> _Exercise details_
Copy exactly the lines of the data below that run from the line holding "the API quota" through the line holding "the public API", both ends included.

> _Source data_
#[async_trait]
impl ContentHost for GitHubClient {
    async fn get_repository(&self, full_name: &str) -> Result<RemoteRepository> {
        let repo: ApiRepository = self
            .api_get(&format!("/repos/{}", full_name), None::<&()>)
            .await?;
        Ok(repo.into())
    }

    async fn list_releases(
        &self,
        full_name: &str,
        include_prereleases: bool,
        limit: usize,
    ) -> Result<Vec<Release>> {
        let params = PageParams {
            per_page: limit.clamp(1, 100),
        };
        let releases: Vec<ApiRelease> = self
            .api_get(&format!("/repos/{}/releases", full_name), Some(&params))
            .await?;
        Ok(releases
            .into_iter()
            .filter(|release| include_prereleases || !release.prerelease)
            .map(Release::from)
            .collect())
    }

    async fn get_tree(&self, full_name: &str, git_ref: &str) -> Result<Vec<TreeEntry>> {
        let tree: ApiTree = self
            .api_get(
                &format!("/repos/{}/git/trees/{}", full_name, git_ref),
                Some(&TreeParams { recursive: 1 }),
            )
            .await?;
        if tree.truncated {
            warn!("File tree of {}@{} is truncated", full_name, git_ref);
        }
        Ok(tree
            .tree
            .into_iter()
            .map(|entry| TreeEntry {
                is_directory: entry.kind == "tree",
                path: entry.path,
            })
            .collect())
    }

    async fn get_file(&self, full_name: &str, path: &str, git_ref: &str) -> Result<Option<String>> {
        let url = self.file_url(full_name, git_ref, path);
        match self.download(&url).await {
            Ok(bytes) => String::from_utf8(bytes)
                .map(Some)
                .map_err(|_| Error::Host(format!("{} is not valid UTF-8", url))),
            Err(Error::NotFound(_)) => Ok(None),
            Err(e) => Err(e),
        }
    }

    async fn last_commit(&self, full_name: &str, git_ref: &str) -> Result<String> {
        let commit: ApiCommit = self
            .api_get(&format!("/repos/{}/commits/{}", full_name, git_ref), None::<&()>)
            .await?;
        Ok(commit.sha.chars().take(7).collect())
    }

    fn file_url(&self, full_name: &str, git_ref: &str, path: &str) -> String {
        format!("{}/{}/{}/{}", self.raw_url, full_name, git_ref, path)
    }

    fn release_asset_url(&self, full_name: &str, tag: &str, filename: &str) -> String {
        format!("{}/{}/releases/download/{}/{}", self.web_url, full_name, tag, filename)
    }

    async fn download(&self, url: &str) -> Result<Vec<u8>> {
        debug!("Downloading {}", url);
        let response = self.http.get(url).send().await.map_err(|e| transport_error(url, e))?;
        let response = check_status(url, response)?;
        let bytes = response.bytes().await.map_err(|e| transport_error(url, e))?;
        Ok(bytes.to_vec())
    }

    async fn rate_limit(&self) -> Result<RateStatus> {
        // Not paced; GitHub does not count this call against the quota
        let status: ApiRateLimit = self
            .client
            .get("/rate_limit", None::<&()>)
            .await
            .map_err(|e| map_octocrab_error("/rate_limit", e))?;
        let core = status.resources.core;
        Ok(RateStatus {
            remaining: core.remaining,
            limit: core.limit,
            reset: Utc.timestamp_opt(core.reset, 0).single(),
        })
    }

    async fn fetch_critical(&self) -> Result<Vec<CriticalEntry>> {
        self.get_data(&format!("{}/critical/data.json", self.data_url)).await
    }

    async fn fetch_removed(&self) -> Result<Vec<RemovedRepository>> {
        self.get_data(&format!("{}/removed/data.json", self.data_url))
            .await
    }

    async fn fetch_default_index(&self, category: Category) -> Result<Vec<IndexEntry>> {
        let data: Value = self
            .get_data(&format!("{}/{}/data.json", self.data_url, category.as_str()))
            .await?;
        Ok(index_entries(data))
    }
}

--

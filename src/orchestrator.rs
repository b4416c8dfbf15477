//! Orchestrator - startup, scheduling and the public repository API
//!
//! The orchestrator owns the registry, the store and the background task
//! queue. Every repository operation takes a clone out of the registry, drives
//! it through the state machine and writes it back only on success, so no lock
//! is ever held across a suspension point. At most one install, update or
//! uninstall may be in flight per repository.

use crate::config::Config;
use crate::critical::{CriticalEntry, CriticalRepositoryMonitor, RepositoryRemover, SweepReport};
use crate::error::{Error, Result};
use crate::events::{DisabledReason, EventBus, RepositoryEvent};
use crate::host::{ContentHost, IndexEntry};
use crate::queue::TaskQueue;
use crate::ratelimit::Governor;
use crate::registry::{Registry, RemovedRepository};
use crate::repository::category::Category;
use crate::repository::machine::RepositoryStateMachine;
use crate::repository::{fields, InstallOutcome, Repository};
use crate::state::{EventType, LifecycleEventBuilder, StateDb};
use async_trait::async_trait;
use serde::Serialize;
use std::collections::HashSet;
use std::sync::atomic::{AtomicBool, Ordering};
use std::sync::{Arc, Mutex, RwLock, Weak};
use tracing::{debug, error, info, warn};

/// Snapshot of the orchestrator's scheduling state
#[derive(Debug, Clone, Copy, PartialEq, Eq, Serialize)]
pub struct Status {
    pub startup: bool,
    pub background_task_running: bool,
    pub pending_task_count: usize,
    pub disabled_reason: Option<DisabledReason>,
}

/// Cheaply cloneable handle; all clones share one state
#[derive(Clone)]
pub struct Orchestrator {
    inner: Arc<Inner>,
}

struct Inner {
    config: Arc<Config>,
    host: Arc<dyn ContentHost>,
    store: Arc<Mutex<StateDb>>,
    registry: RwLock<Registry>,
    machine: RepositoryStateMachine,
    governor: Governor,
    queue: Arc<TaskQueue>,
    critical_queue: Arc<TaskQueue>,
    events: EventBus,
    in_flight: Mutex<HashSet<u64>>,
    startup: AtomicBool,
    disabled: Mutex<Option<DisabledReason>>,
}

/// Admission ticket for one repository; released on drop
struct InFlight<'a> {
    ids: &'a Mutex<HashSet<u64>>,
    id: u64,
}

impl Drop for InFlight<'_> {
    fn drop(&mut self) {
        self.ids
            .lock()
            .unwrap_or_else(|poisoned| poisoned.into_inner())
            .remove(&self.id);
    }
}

...

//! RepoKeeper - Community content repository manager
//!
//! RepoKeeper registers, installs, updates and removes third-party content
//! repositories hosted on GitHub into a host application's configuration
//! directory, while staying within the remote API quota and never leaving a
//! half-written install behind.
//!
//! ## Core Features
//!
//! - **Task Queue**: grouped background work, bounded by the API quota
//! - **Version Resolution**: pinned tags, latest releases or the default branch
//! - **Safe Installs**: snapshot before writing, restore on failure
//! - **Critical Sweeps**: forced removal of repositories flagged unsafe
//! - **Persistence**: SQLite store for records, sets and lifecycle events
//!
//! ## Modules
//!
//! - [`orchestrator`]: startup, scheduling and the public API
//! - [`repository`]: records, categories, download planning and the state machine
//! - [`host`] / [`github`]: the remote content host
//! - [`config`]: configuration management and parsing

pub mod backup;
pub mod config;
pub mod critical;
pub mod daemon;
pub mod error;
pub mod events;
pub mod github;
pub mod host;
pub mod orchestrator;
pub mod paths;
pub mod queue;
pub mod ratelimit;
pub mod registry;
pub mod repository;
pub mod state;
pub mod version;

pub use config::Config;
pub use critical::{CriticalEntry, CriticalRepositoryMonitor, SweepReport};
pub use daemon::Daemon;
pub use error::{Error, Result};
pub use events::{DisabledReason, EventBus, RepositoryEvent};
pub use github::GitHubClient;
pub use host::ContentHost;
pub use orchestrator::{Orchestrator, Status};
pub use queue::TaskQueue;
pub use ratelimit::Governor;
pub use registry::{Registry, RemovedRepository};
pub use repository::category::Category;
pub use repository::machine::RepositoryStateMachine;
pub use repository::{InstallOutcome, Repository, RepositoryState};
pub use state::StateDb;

> _Output for this exercise_
//! - **Task Queue**: grouped background work, bounded by the API quota
//! - **Version Resolution**: pinned tags, latest releases or the default branch
//! - **Safe Installs**: snapshot before writing, restore on failure
//! - **Critical Sweeps**: forced removal of repositories flagged unsafe
//! - **Persistence**: SQLite store for records, sets and lifecycle events
//!
//! ## Modules
//!
//! - [`orchestrator`]: startup, scheduling and the public API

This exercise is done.